EXERCISE INSTRUCTIONS: In the records, each line holding "DateTime" must be reported.

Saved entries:

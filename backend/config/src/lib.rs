//! BeanScan runtime configuration, loaded from environment variables.

pub mod redact;

use serde::Serialize;

/// BeanScan runtime configuration.
#[derive(Debug, Clone, Serialize)]
#[serde(rename_all = "camelCase")]
pub struct Config {
    /// HTTP server bind address
    pub bind_address: String,
    /// HTTP server port
    pub port: u16,
    /// OpenAI API key for the vision call
    pub openai_api_key: Option<String>,
    /// Vision model name
    pub openai_model: String,
    /// Gemini API key (alternate vision provider)
    pub gemini_api_key: Option<String>,
    /// Google Custom Search key for product-page discovery
    pub google_search_api_key: Option<String>,
    /// Google Custom Search engine id
    pub google_search_engine_id: Option<String>,
    /// Public base URL the frontend is served from
    pub base_url: Option<String>,
    /// Headless Chromium binary for scraping; auto-detected when unset
    pub chrome_bin: Option<String>,
    /// Timeout applied to every outbound HTTP request, seconds
    pub http_timeout_secs: u64,
    /// Log level
    pub log_level: String,
}

impl Default for Config {
    fn default() -> Self {
        Self {
            bind_address: "0.0.0.0".to_string(),
            port: 8080,
            openai_api_key: None,
            openai_model: "gpt-4o".to_string(),
            gemini_api_key: None,
            google_search_api_key: None,
            google_search_engine_id: None,
            base_url: None,
            chrome_bin: None,
            http_timeout_secs: 20,
            log_level: "info".to_string(),
        }
    }
}

impl Config {
    /// Load configuration from environment variables with sensible defaults.
    pub fn from_env() -> Self {
        Self {
            bind_address: std::env::var("BEANSCAN_BIND")
                .unwrap_or_else(|_| "0.0.0.0".to_string()),
            port: std::env::var("BEANSCAN_PORT")
                .ok()
                .and_then(|p| p.parse().ok())
                .unwrap_or(8080),
            openai_api_key: std::env::var("OPENAI_API_KEY").ok(),
            openai_model: std::env::var("OPENAI_VISION_MODEL")
                .unwrap_or_else(|_| "gpt-4o".to_string()),
            gemini_api_key: std::env::var("GEMINI_API_KEY").ok(),
            google_search_api_key: std::env::var("GOOGLE_SEARCH_API_KEY").ok(),
            google_search_engine_id: std::env::var("GOOGLE_SEARCH_ENGINE_ID").ok(),
            // BASE_URL wins; NEXT_PUBLIC_BASE_URL kept for frontend-contract compatibility.
            base_url: std::env::var("BASE_URL")
                .ok()
                .or_else(|| std::env::var("NEXT_PUBLIC_BASE_URL").ok()),
            chrome_bin: std::env::var("CHROME_BIN").ok(),
            http_timeout_secs: std::env::var("BEANSCAN_HTTP_TIMEOUT_SECS")
                .ok()
                .and_then(|v| v.parse().ok())
                .unwrap_or(20),
            log_level: std::env::var("RUST_LOG").unwrap_or_else(|_| "info".to_string()),
        }
    }

    /// Whether product-page discovery via the search API is possible.
    pub fn search_configured(&self) -> bool {
        self.google_search_api_key.is_some() && self.google_search_engine_id.is_some()
    }

    /// A snapshot safe to log: secrets masked.
    pub fn to_redacted_json(&self) -> serde_json::Value {
        let v = serde_json::to_value(self).unwrap_or_default();
        redact::redact(&v)
    }
}
//! Core types shared across the BeanScan backend.

pub mod error;
pub mod extraction;
pub mod review;
pub mod scan;

pub use error::BeanScanError;
pub use extraction::CoffeeExtraction;
pub use review::{RatingDistribution, ReviewEntry, ReviewSummary};
pub use scan::{ProcessingMethod, ScanData, ScanRecord, ScanResponse};
//! Aggregated review data returned by `/api/reviews` and attached to scans.

use chrono::{DateTime, Utc};
use serde::{Deserialize, Serialize};

/// Star-count histogram. Buckets always sum to the total review count.
#[derive(Debug, Clone, Default, PartialEq, Eq, Serialize, Deserialize)]
pub struct RatingDistribution {
    #[serde(rename = "1")]
    pub one: u32,
    #[serde(rename = "2")]
    pub two: u32,
    #[serde(rename = "3")]
    pub three: u32,
    #[serde(rename = "4")]
    pub four: u32,
    #[serde(rename = "5")]
    pub five: u32,
}

impl RatingDistribution {
    pub fn total(&self) -> u32 {
        self.one + self.two + self.three + self.four + self.five
    }
}

/// A single displayed review.
#[derive(Debug, Clone, Serialize, Deserialize)]
#[serde(rename_all = "camelCase")]
pub struct ReviewEntry {
    pub author: String,
    pub rating: f32,
    pub text: String,
    pub source: String,
    pub date: DateTime<Utc>,
}

/// Aggregated (or fabricated) review summary for one product.
#[derive(Debug, Clone, Serialize, Deserialize)]
#[serde(rename_all = "camelCase")]
pub struct ReviewSummary {
    pub total_reviews: u32,
    pub average_rating: f32,
    pub rating_distribution: RatingDistribution,
    pub recent_reviews: Vec<ReviewEntry>,
    #[serde(skip_serializing_if = "Option::is_none")]
    pub product_page: Option<String>,
}
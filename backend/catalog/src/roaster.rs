//! Roaster matcher: normalize a scanned roaster name against known roasters.

use tracing::debug;

/// Small seed list until a real roaster database is wired up.
const KNOWN_ROASTERS: &[&str] = &[
    "Heart Roasters",
    "Onyx Coffee Lab",
    "Sey Coffee",
    "Counter Culture Coffee",
    "Intelligentsia",
    "Stumptown Coffee Roasters",
    "Blue Bottle Coffee",
    "Verve Coffee Roasters",
    "George Howell Coffee",
    "Ruby Coffee Roasters",
];

/// A (possibly unmatched) roaster lookup result.
#[derive(Debug, Clone, PartialEq)]
pub struct RoasterMatch {
    pub canonical_name: String,
    pub match_confidence: f32,
}

pub struct RoasterMatcher;

/// Shortest scanned fragment allowed to canonicalize via substring match;
/// generic words like "Coffee" must not rewrite the scanned name.
const MIN_PARTIAL_LEN: usize = 8;

impl RoasterMatcher {
    /// Match a scanned name against the known-roaster list.
    pub fn match_name(scanned: &str) -> RoasterMatch {
        let needle = scanned.trim().to_lowercase();
        debug!(scanned, "matching roaster name");

        if needle.is_empty() {
            return RoasterMatch { canonical_name: String::new(), match_confidence: 0.0 };
        }

        for known in KNOWN_ROASTERS {
            let hay = known.to_lowercase();
            if hay == needle
                || (needle.len() >= MIN_PARTIAL_LEN && hay.contains(&needle))
                || needle.contains(&hay)
            {
                // MOCK: fixed confidence until a real similarity score exists.
                return RoasterMatch {
                    canonical_name: known.to_string(),
                    match_confidence: 0.92,
                };
            }
        }

        RoasterMatch {
            canonical_name: scanned.trim().to_string(),
            match_confidence: 0.4,
        }
    }
}
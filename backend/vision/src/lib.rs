//! Vision extraction pipeline: one vision-LLM call plus response cleanup.
//!
//! The model is asked for a single JSON object of coffee-bag attributes;
//! its reply is fence-stripped and parsed, with regex fallback extraction
//! when the JSON is malformed. A failed parse never fails the request —
//! only a failed provider call does.

pub mod confidence;
pub mod ocr;
pub mod parse;
pub mod prompt;
pub mod provider;

use beanscan_core::{BeanScanError, CoffeeExtraction, ProcessingMethod};
use tracing::{info, warn};

pub use provider::VisionProvider;

/// Run the full extraction pipeline on one uploaded image.
pub async fn extract_from_image(
    provider: &VisionProvider,
    client: &reqwest::Client,
    image_bytes: &[u8],
    mime_type: &str,
) -> Result<(CoffeeExtraction, ProcessingMethod), BeanScanError> {
    let raw = provider::describe_image(
        provider,
        client,
        image_bytes,
        mime_type,
        prompt::EXTRACTION_PROMPT,
    )
    .await?;

    let (extraction, method) = parse::parse_response(&raw);

    // Last resort before giving up: the OCR pre-pass (still a stub) may
    // surface label text the model reply did not.
    if method == ProcessingMethod::Failed {
        if let Ok(label_text) = ocr::OcrService::extract_text(image_bytes).await {
            let rescued = parse::fallback_extract(&label_text);
            if !rescued.is_empty() {
                warn!("rescued partial extraction from OCR text");
                return Ok((rescued, ProcessingMethod::RegexFallback));
            }
        }
    }

    match method {
        ProcessingMethod::VisionLlm => {
            info!(fields = extraction.populated_field_count(), "vision extraction parsed cleanly");
        }
        ProcessingMethod::RegexFallback => {
            warn!(fields = extraction.populated_field_count(), "model reply was not valid JSON, used regex fallback");
        }
        ProcessingMethod::Failed => {
            warn!("nothing extractable in model reply, substituting placeholder record");
        }
    }
    Ok((extraction, method))
}
//! Scan request lifecycle types: how an extraction was produced and the
//! envelope returned by `POST /api/scan`.

use chrono::{DateTime, Utc};
use serde::{Deserialize, Serialize};
use uuid::Uuid;

use crate::extraction::CoffeeExtraction;
use crate::review::ReviewSummary;

/// How the extraction record was obtained.
#[derive(Debug, Clone, Copy, PartialEq, Eq, Serialize, Deserialize)]
pub enum ProcessingMethod {
    /// The model's response parsed cleanly as JSON.
    #[serde(rename = "vision-llm")]
    VisionLlm,
    /// JSON parse failed; regex fallback substituted partial data.
    #[serde(rename = "regex-fallback")]
    RegexFallback,
    /// Nothing could be extracted; the fixed placeholder record was used.
    #[serde(rename = "failed")]
    Failed,
}

/// Payload of a successful scan.
#[derive(Debug, Clone, Serialize, Deserialize)]
#[serde(rename_all = "camelCase")]
pub struct ScanData {
    pub id: Uuid,
    pub extraction: CoffeeExtraction,
    /// Always clamped to [0, 1].
    pub confidence: f32,
    pub processing_method: ProcessingMethod,
    /// Wall-clock milliseconds spent handling the request.
    pub processing_time: u64,
    #[serde(skip_serializing_if = "Option::is_none")]
    pub reviews: Option<ReviewSummary>,
}

/// Envelope for `POST /api/scan`.
#[derive(Debug, Clone, Serialize, Deserialize)]
pub struct ScanResponse {
    pub success: bool,
    pub data: ScanData,
}

/// What the (in-memory) store keeps per scan.
#[derive(Debug, Clone, Serialize, Deserialize)]
#[serde(rename_all = "camelCase")]
pub struct ScanRecord {
    pub id: Uuid,
    pub created_at: DateTime<Utc>,
    pub extraction: CoffeeExtraction,
    pub confidence: f32,
    pub processing_method: ProcessingMethod,
}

OUTPUT:
use chrono::{DateTime, Utc};
    pub date: DateTime<Utc>,
use chrono::{DateTime, Utc};
    pub created_at: DateTime<Utc>,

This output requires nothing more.